Supported model architectures

Custom checkpoint deployment is supported for a growing set of base models. To check whether custom checkpoints are supported for a model family, use the Supported models list and check the Import checkpoint field in the Features and optimizations column.

Checkpoint format requirements

Checkpoints are accepted in the HuggingFace format. The tensors should be in the safetensors format and the checkpoint directory should contain the same relevant config files as the base model for the custom checkpoint.
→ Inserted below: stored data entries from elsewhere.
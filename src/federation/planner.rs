// SPDX-License-Identifier: Apache-2.0

//! Row and cost estimates for foreign scans.
//!
//! Estimates are a side channel for the host planner; they never affect
//! which rows a scan returns.

use serde::Serialize;

use fdw_core::{FdwError, FdwResult, RemoteValue};
use fdw_sql::statement;

use super::analyze::TableStats;
use super::types::{ForeignRelation, NestLevel};
use crate::engine::ConnectionManager;

pub const LOCAL_STARTUP_COST: f64 = 10.0;
pub const REMOTE_STARTUP_COST: f64 = 25.0;

#[derive(Debug, Clone, Copy, PartialEq, Eq, Serialize)]
#[serde(rename_all = "snake_case")]
pub enum EstimateSource {
    /// `estimated_row_count` table option
    TableOption,
    /// Rows seen by a previous ANALYZE
    Analyze,
    /// Remote `SELECT COUNT(*)`
    RemoteCount,
}

#[derive(Debug, Clone, Copy, PartialEq, Serialize)]
pub struct RelationEstimate {
    pub rows: f64,
    pub startup_cost: f64,
    pub total_cost: f64,
    pub source: EstimateSource,
}

pub fn startup_cost(relation: &ForeignRelation) -> f64 {
    if relation.server.is_local() {
        LOCAL_STARTUP_COST
    } else {
        REMOTE_STARTUP_COST
    }
}

/// Estimates the relation size: table option, then ANALYZE results, then a
/// remote count as a last resort.
pub async fn estimate(
    manager: &ConnectionManager,
    relation: &ForeignRelation,
    stats: Option<&TableStats>,
    nest_level: NestLevel,
) -> FdwResult<RelationEstimate> {
    let effective = relation.table.effective(&relation.server);
    let (rows, source) = if let Some(rows) = effective.estimated_row_count {
        (rows as f64, EstimateSource::TableOption)
    } else if let Some(stats) = stats {
        (stats.total_rows as f64, EstimateSource::Analyze)
    } else {
        let session = manager
            .acquire(&relation.server, &relation.user, nest_level)
            .await?;
        let sql = statement::count(&relation.sql_context(&session));
        let result = manager.execute(&session, &sql, &[]).await?;
        let count = match result.scalar() {
            Some(RemoteValue::Integer(n)) => *n as f64,
            Some(RemoteValue::Int128(n)) => *n as f64,
            other => {
                return Err(FdwError::conversion(format!(
                    "row count query returned {}",
                    other.map_or("no rows", |v| v.kind())
                )))
            }
        };
        (count, EstimateSource::RemoteCount)
    };

    let startup_cost = startup_cost(relation);
    Ok(RelationEstimate {
        rows,
        startup_cost,
        total_cost: rows + startup_cost,
        source,
    })
}
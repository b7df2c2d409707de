// SPDX-License-Identifier: Apache-2.0

//! Schema import
//!
//! Reflects remote relations into local foreign table definitions. Output
//! is ordered by remote relation name, so importing an unchanged remote
//! schema twice yields identical definitions.

use std::collections::HashSet;
use std::fmt::Write as _;

use serde::Serialize;

use fdw_core::{
    ColumnDescriptor, FdwError, FdwResult, ForeignTable, LocalType, RemoteType, RemoteValue, ServerDescriptor,
    UserMapping,
};
use fdw_sql::catalog::{self, CatalogColumn};
use fdw_sql::ident::{import_name, quote_local};

use super::types::NestLevel;
use crate::engine::ConnectionManager;

/// Longest identifier the host accepts, in bytes.
pub const MAX_IDENTIFIER_LENGTH: usize = 63;

/// Which remote relations to import
#[derive(Debug, Clone, Default, PartialEq, Eq)]
pub enum ImportFilter {
    #[default]
    All,
    LimitTo(Vec<String>),
    Except(Vec<String>),
}

impl ImportFilter {
    /// Names may be given in either their remote or their imported spelling.
    fn accepts(&self, remote: &str, local: &str) -> bool {
        let listed = |names: &[String]| names.iter().any(|n| n == remote || n == local);
        match self {
            ImportFilter::All => true,
            ImportFilter::LimitTo(names) => listed(names),
            ImportFilter::Except(names) => !listed(names),
        }
    }
}

#[derive(Debug, Clone, PartialEq, Eq, Serialize)]
pub struct ImportOptions {
    pub import_not_null: bool,
    pub import_defaults: bool,
    pub updatable: Option<bool>,
    pub verbose: bool,
}

impl Default for ImportOptions {
    fn default() -> Self {
        Self {
            import_not_null: true,
            import_defaults: false,
            updatable: None,
            verbose: false,
        }
    }
}

impl ImportOptions {
    pub fn parse<K: AsRef<str>, V: AsRef<str>>(options: &[(K, V)]) -> FdwResult<Self> {
        let mut out = Self::default();
        let mut seen = HashSet::new();
        for (name, value) in options {
            let name = name.as_ref();
            if !seen.insert(name) {
                return Err(FdwError::config(format!(
                    "conflicting or redundant options: {name} ('{}')",
                    value.as_ref()
                )));
            }
            let flag = parse_flag(name, value.as_ref())?;
            match name {
                "import_not_null" => out.import_not_null = flag,
                "import_defaults" => out.import_defaults = flag,
                "updatable" => out.updatable = Some(flag),
                "verbose" => out.verbose = flag,
                other => {
                    return Err(FdwError::config_with_hint(
                        format!("invalid option \"{other}\" for IMPORT FOREIGN SCHEMA"),
                        "valid options in this context are: import_not_null, import_defaults, updatable, verbose",
                    ))
                }
            }
        }
        Ok(out)
    }
}

fn parse_flag(name: &str, value: &str) -> FdwResult<bool> {
    match value.trim().to_ascii_lowercase().as_str() {
        "true" | "on" | "yes" | "1" | "t" => Ok(true),
        "false" | "off" | "no" | "0" | "f" => Ok(false),
        _ => Err(FdwError::config(format!(
            "invalid value for option \"{name}\": \"{value}\""
        ))),
    }
}

/// One imported column
#[derive(Debug, Clone, PartialEq, Serialize)]
pub struct ColumnDefinition {
    pub name: String,
    pub remote_name: String,
    pub quote_identifier: bool,
    pub local_type: LocalType,
    pub remote_type: RemoteType,
    pub not_null: bool,
    pub default: Option<String>,
    pub generated: bool,
}

/// One imported foreign table
#[derive(Debug, Clone, PartialEq, Serialize)]
pub struct TableDefinition {
    pub name: String,
    pub remote_name: String,
    pub quote_identifier: bool,
    pub updatable: Option<bool>,
    pub columns: Vec<ColumnDefinition>,
}

impl TableDefinition {
    fn table_options(&self) -> Vec<(&'static str, &'static str)> {
        let mut options = Vec::new();
        if self.updatable == Some(false) {
            options.push(("updatable", "false"));
        }
        if self.quote_identifier {
            options.push(("quote_identifier", "true"));
        }
        options
    }

    /// Renders the `CREATE FOREIGN TABLE` statement for this definition.
    pub fn to_ddl(&self, schema: &str, server: &str) -> String {
        let mut ddl = format!(
            "CREATE FOREIGN TABLE {}.{} (\n",
            quote_local(schema),
            quote_local(&self.name)
        );
        let count = self.columns.len();
        for (i, column) in self.columns.iter().enumerate() {
            let _ = write!(ddl, "\t{} {}", quote_local(&column.name), column.local_type);
            if column.quote_identifier {
                ddl.push_str(" OPTIONS (quote_identifier 'true')");
            }
            if let Some(default) = &column.default {
                let _ = write!(ddl, " DEFAULT {default}");
            }
            if column.not_null {
                ddl.push_str(" NOT NULL");
            }
            ddl.push_str(if i + 1 < count { ",\n" } else { "\n" });
        }
        let _ = write!(ddl, ") SERVER {}", quote_local(server));

        let options = self.table_options();
        if !options.is_empty() {
            let rendered = options
                .iter()
                .map(|(name, value)| format!("\t{name} '{value}'"))
                .collect::<Vec<_>>()
                .join(",\n");
            let _ = write!(ddl, "\nOPTIONS(\n{rendered}\n)");
        }
        ddl
    }

    /// Builds the descriptor the host would create from [`Self::to_ddl`].
    pub fn to_foreign_table(&self) -> FdwResult<ForeignTable> {
        let columns = self
            .columns
            .iter()
            .map(|c| {
                let options: &[(&str, &str)] = if c.quote_identifier {
                    &[("quote_identifier", "true")]
                } else {
                    &[]
                };
                let mut column = ColumnDescriptor::new(&c.name, c.local_type)
                    .with_options(options)?
                    .with_remote_type(c.remote_type);
                if c.not_null {
                    column = column.not_null();
                }
                if c.generated {
                    column = column.generated();
                }
                Ok(column)
            })
            .collect::<FdwResult<Vec<_>>>()?;
        ForeignTable::new(&self.name, &self.table_options(), columns)
    }
}

/// A remote relation left out of the import
#[derive(Debug, Clone, PartialEq, Eq, Serialize)]
pub struct SkippedRelation {
    pub remote_name: String,
    pub reason: String,
}

#[derive(Debug, Clone, Default, PartialEq, Serialize)]
pub struct ImportReport {
    pub tables: Vec<TableDefinition>,
    pub skipped: Vec<SkippedRelation>,
}

fn check_length(kind: &str, name: &str) -> Result<(), String> {
    if name.len() > MAX_IDENTIFIER_LENGTH {
        Err(format!(
            "{kind} name \"{name}\" is longer than {MAX_IDENTIFIER_LENGTH} bytes"
        ))
    } else {
        Ok(())
    }
}

/// Maps one remote relation; `Err` carries the reason it was skipped.
fn build_definition(
    remote_name: &str,
    columns: Vec<CatalogColumn>,
    options: &ImportOptions,
) -> Result<TableDefinition, String> {
    check_length("relation", remote_name)?;
    let table_name = import_name(remote_name);

    let mut defs = Vec::with_capacity(columns.len());
    for column in columns {
        check_length("column", &column.name)?;
        let remote_type = RemoteType::from_catalog(&column.metadata);
        let local_type = remote_type
            .local_type()
            .map_err(|e| format!("column \"{}\": {e}", column.name))?;
        let name = import_name(&column.name);
        let default = if options.import_defaults && !column.computed {
            column.default_expression().map(str::to_string)
        } else {
            None
        };
        defs.push(ColumnDefinition {
            name: name.local,
            quote_identifier: name.quote_identifier,
            local_type,
            remote_type,
            not_null: options.import_not_null && column.not_null,
            default,
            generated: column.computed,
            remote_name: column.name,
        });
    }

    Ok(TableDefinition {
        name: table_name.local,
        remote_name: remote_name.to_string(),
        quote_identifier: table_name.quote_identifier,
        updatable: options.updatable,
        columns: defs,
    })
}

/// Imports the remote schema visible through `(server, user)`.
pub async fn import_schema(
    manager: &ConnectionManager,
    server: &ServerDescriptor,
    user: &UserMapping,
    filter: &ImportFilter,
    options: &ImportOptions,
    nest_level: NestLevel,
) -> FdwResult<ImportReport> {
    let session = manager.acquire(server, user, nest_level).await?;
    let relations = manager.execute(&session, catalog::RELATIONS_QUERY, &[]).await?;
    let mut names = catalog::relation_names(&relations.rows)?;
    names.sort();
    names.dedup();

    let mut report = ImportReport::default();
    for remote_name in names {
        if !filter.accepts(&remote_name, &import_name(&remote_name).local) {
            continue;
        }
        let result = manager
            .execute(
                &session,
                catalog::COLUMNS_QUERY,
                &[RemoteValue::Text(remote_name.clone())],
            )
            .await?;
        let columns = result
            .rows
            .iter()
            .map(|row| CatalogColumn::from_row(row))
            .collect::<FdwResult<Vec<_>>>()?;

        match build_definition(&remote_name, columns, options) {
            Ok(table) => {
                if options.verbose {
                    tracing::info!(relation = %remote_name, table = %table.name, "importing foreign table");
                }
                report.tables.push(table);
            }
            Err(reason) => {
                tracing::warn!(relation = %remote_name, reason = %reason, "skipping remote relation");
                report.skipped.push(SkippedRelation { remote_name, reason });
            }
        }
    }
    Ok(report)
}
For example, if the custom checkpoint is a finetuned variant of meta-llama/Llama-3.3-70B-Instruct, then the custom checkpoint should contain files such as:
  • config.json
  • generation_config.json
  • model-00001-of-00030.safetensors, …, model-00030-of-00030.safetensors
  • model.safetensors.index.json
  • special_tokens_map.json
  • tokenizer.json
  • tokenizer_config.json

Checkpoint compatibility

Given that a checkpoint is fine-tuned or derived from one of the supported models for your platform, checkpoints are compatible when their computational graph has not been modified from the original checkpoint (i.e., tensor weights and shapes). Aspects that must remain unchanged:
  • Number of attention heads
  • Rope type (rope theta)
  • Model vocabulary size
  • Optimizer type
  • Static architectural attributes in config.json such as: head_dim, hidden_act, intermediate_size, attention_bias, attention_dropout, vocab_size
Aspects that can be modified:
  • Model weights or model weight tensor values
  • Tokenizer and vocabulary (as long as it retains the exact vocabulary size of the original model checkpoint—useful for multilingual use-cases)
It can be helpful to think about this in terms of a static graph. Aspects of a model that are typically static in engines such as TensorRT-LLM are also static for custom checkpoints.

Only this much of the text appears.